Given data: Begin

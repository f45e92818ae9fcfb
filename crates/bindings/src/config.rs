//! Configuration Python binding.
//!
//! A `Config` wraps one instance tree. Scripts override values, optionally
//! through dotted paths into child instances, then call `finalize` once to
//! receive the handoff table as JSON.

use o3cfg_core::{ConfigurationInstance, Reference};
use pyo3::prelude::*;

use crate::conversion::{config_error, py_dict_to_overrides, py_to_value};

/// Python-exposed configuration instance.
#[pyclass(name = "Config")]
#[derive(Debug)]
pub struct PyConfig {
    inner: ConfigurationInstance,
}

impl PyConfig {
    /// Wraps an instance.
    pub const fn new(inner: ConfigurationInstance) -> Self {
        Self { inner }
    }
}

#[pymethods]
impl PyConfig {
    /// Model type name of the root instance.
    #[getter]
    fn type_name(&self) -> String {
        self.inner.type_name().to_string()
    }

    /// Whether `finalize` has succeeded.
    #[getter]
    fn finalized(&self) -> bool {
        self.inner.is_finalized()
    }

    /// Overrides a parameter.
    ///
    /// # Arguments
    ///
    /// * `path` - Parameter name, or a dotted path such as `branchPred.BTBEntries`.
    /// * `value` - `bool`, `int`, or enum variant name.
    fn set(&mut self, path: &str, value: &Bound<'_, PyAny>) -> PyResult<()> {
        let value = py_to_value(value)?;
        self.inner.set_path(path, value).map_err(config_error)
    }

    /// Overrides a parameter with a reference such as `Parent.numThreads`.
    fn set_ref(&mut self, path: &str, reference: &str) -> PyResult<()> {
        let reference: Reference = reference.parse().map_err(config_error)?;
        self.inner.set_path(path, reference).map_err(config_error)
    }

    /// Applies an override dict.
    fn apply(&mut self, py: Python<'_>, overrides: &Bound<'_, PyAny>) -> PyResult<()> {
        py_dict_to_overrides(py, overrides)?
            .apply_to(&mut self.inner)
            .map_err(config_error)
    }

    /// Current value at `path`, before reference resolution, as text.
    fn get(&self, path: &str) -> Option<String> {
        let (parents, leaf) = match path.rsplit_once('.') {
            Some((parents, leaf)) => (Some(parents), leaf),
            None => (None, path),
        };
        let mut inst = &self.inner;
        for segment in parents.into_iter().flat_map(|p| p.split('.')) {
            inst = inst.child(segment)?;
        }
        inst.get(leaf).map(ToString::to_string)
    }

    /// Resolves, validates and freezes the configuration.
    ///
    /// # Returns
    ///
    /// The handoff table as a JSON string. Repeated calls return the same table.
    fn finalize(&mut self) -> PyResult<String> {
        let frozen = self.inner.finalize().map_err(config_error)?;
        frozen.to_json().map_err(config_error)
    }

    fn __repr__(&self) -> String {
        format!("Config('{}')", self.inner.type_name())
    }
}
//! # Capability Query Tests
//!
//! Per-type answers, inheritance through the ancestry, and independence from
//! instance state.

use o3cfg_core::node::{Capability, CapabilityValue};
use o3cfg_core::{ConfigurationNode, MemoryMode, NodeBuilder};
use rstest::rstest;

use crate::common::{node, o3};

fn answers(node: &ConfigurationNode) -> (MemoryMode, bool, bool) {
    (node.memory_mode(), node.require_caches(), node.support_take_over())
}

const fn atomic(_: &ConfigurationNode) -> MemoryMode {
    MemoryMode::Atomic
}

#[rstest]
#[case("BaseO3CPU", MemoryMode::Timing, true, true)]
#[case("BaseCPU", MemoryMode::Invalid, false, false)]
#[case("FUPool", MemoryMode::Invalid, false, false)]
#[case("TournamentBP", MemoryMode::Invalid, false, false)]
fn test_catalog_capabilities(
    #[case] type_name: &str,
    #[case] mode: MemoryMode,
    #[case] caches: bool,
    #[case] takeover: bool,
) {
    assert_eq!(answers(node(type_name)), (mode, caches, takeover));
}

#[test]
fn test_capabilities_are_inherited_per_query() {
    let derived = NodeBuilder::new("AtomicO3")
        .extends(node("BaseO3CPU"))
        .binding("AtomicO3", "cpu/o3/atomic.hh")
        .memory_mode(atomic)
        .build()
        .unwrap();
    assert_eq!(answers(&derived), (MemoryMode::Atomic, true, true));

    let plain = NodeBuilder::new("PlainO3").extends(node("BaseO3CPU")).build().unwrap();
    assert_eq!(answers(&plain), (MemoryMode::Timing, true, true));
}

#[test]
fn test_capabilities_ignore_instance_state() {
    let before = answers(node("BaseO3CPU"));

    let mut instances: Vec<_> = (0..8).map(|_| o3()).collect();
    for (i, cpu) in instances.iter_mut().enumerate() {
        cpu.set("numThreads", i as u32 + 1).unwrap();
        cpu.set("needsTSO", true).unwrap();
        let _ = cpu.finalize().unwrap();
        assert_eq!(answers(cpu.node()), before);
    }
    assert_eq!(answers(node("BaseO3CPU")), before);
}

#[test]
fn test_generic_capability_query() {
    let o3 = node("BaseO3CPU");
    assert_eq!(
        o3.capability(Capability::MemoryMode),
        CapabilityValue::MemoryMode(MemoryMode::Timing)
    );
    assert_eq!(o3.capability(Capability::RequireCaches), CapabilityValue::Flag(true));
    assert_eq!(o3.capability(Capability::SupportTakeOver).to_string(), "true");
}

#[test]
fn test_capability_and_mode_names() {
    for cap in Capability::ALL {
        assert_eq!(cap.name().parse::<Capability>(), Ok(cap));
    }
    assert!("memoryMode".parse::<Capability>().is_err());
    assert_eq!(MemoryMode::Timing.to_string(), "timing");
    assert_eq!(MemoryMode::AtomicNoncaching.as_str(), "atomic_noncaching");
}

Given data: End

§ **Task objective**
If a line of the listing above holds the string "numThreads", copy it.

§ **Problem solution**
    /// Overrides a parameter with a reference such as `Parent.numThreads`.
        cpu.set("numThreads", i as u32 + 1).unwrap();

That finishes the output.